### LISTED RECORDS
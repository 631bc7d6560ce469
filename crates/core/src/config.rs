//! Render configuration: target size and output path.

use std::path::PathBuf;

use crate::bmp::HEADER_LEN;
use crate::error::RenderError;

/// Default pbuffer width in pixels.
pub const DEFAULT_WIDTH: u32 = 640;
/// Default pbuffer height in pixels.
pub const DEFAULT_HEIGHT: u32 = 480;
/// Default output file, relative to the working directory.
pub const DEFAULT_OUTPUT: &str = "triangle.bmp";

/// What to render and where to write it.
#[derive(Debug, Clone, PartialEq, Eq)]
pub struct RenderConfig {
    pub width: u32,
    pub height: u32,
    pub output: PathBuf,
}

impl Default for RenderConfig {
    fn default() -> Self {
        Self {
            width: DEFAULT_WIDTH,
            height: DEFAULT_HEIGHT,
            output: PathBuf::from(DEFAULT_OUTPUT),
        }
    }
}

impl RenderConfig {
    /// Number of bytes in an RGBA8 readback of the whole surface.
    pub fn pixel_len(&self) -> usize {
        self.width as usize * self.height as usize * 4
    }

    /// Checks that the size is non-zero, fits GL's signed sizes, and that
    /// the resulting file size fits the 32-bit BMP size field.
    ///
    /// # Errors
    ///
    /// Returns `RenderError::InvalidDimensions` otherwise.
    pub fn validate(&self) -> Result<(), RenderError> {
        let invalid = RenderError::InvalidDimensions {
            width: self.width,
            height: self.height,
        };
        if self.width == 0 || self.height == 0 {
            return Err(invalid);
        }
        if i32::try_from(self.width).is_err() || i32::try_from(self.height).is_err() {
            return Err(invalid);
        }
        let file_len = HEADER_LEN as u64 + u64::from(self.width) * u64::from(self.height) * 4;
        if file_len > u64::from(u32::MAX) {
            return Err(invalid);
        }
        Ok(())
    }
}
//! GPU-side triangle: vertex array, vertex buffer and shader program.

use glow::HasContext;

use super::shader::build_program;
use crate::error::RenderError;
use crate::scene::{
    COMPONENTS_PER_VERTEX, FRAGMENT_SHADER, TRIANGLE_VERTICES, VERTEX_COUNT, VERTEX_SHADER,
};

/// The GL objects needed to draw the triangle.
///
/// Not released on drop: GL objects must be deleted while the context is
/// still current, so the owner calls [`TriangleMesh::destroy`] before the
/// session goes away.
pub struct TriangleMesh {
    vao: glow::VertexArray,
    vbo: glow::Buffer,
    program: glow::Program,
}

impl TriangleMesh {
    /// Uploads the vertices once with `STATIC_DRAW`, describes attribute 0
    /// as three tightly packed floats, and builds the shader program.
    ///
    /// # Errors
    ///
    /// Returns `RenderError::Shader` if the shaders fail to compile or link,
    /// or `RenderError::GlObject` if the vertex array or buffer cannot be
    /// created. Objects created before the failure are deleted.
    #[allow(unsafe_code)]
    pub fn new(gl: &glow::Context) -> Result<Self, RenderError> {
        let program = build_program(gl, VERTEX_SHADER, FRAGMENT_SHADER)?;

        // SAFETY: a context is current; every handle below comes from it and
        // is deleted on the failing paths.
        unsafe {
            let vao = match gl.create_vertex_array() {
                Ok(vao) => vao,
                Err(reason) => {
                    gl.delete_program(program);
                    return Err(create_error("vertex array", reason));
                }
            };
            gl.bind_vertex_array(Some(vao));

            let vbo = match gl.create_buffer() {
                Ok(vbo) => vbo,
                Err(reason) => {
                    gl.bind_vertex_array(None);
                    gl.delete_vertex_array(vao);
                    gl.delete_program(program);
                    return Err(create_error("vertex buffer", reason));
                }
            };
            gl.bind_buffer(glow::ARRAY_BUFFER, Some(vbo));
            gl.buffer_data_u8_slice(
                glow::ARRAY_BUFFER,
                bytemuck::cast_slice(TRIANGLE_VERTICES.as_slice()),
                glow::STATIC_DRAW,
            );

            let stride = COMPONENTS_PER_VERTEX * std::mem::size_of::<f32>() as i32;
            gl.vertex_attrib_pointer_f32(0, COMPONENTS_PER_VERTEX, glow::FLOAT, false, stride, 0);
            gl.enable_vertex_attrib_array(0);

            log::debug!("uploaded {} vertices", VERTEX_COUNT);
            Ok(Self { vao, vbo, program })
        }
    }

    /// Sets the viewport, clears to `clear`, and draws the triangle once.
    #[allow(unsafe_code)]
    pub fn draw(&self, gl: &glow::Context, width: u32, height: u32, clear: [f32; 4]) {
        // SAFETY: the handles are live objects of the current context.
        unsafe {
            gl.viewport(0, 0, width as i32, height as i32);
            gl.clear_color(clear[0], clear[1], clear[2], clear[3]);
            gl.clear(glow::COLOR_BUFFER_BIT);
            gl.use_program(Some(self.program));
            gl.bind_vertex_array(Some(self.vao));
            gl.draw_arrays(glow::TRIANGLES, 0, VERTEX_COUNT);
        }
    }

    /// Deletes the vertex array, the vertex buffer and the program, in that
    /// order.
    #[allow(unsafe_code)]
    pub fn destroy(self, gl: &glow::Context) {
        // SAFETY: the handles are live objects of the current context and
        // `self` is consumed, so none is used again.
        unsafe {
            gl.bind_vertex_array(None);
            gl.use_program(None);
            gl.delete_vertex_array(self.vao);
            gl.delete_buffer(self.vbo);
            gl.delete_program(self.program);
        }
        log::debug!("deleted triangle GL objects");
    }
}

fn create_error(object: &'static str, reason: String) -> RenderError {
    RenderError::GlObject { object, reason }
}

### WHAT THE TASK ASKS
Your answer should be the lines above from the one containing "to write it." through the one containing "if file_len >", copied exactly and with both ends kept.

### RESULT OF THIS TASK
/// What to render and where to write it.
#[derive(Debug, Clone, PartialEq, Eq)]
pub struct RenderConfig {
    pub width: u32,
    pub height: u32,
    pub output: PathBuf,
}

impl Default for RenderConfig {
    fn default() -> Self {
        Self {
            width: DEFAULT_WIDTH,
            height: DEFAULT_HEIGHT,
            output: PathBuf::from(DEFAULT_OUTPUT),
        }
    }
}

impl RenderConfig {
    /// Number of bytes in an RGBA8 readback of the whole surface.
    pub fn pixel_len(&self) -> usize {
        self.width as usize * self.height as usize * 4
    }

    /// Checks that the size is non-zero, fits GL's signed sizes, and that
    /// the resulting file size fits the 32-bit BMP size field.
    ///
    /// # Errors
    ///
    /// Returns `RenderError::InvalidDimensions` otherwise.
    pub fn validate(&self) -> Result<(), RenderError> {
        let invalid = RenderError::InvalidDimensions {
            width: self.width,
            height: self.height,
        };
        if self.width == 0 || self.height == 0 {
            return Err(invalid);
        }
        if i32::try_from(self.width).is_err() || i32::try_from(self.height).is_err() {
            return Err(invalid);
        }
        let file_len = HEADER_LEN as u64 + u64::from(self.width) * u64::from(self.height) * 4;
        if file_len > u64::from(u32::MAX) {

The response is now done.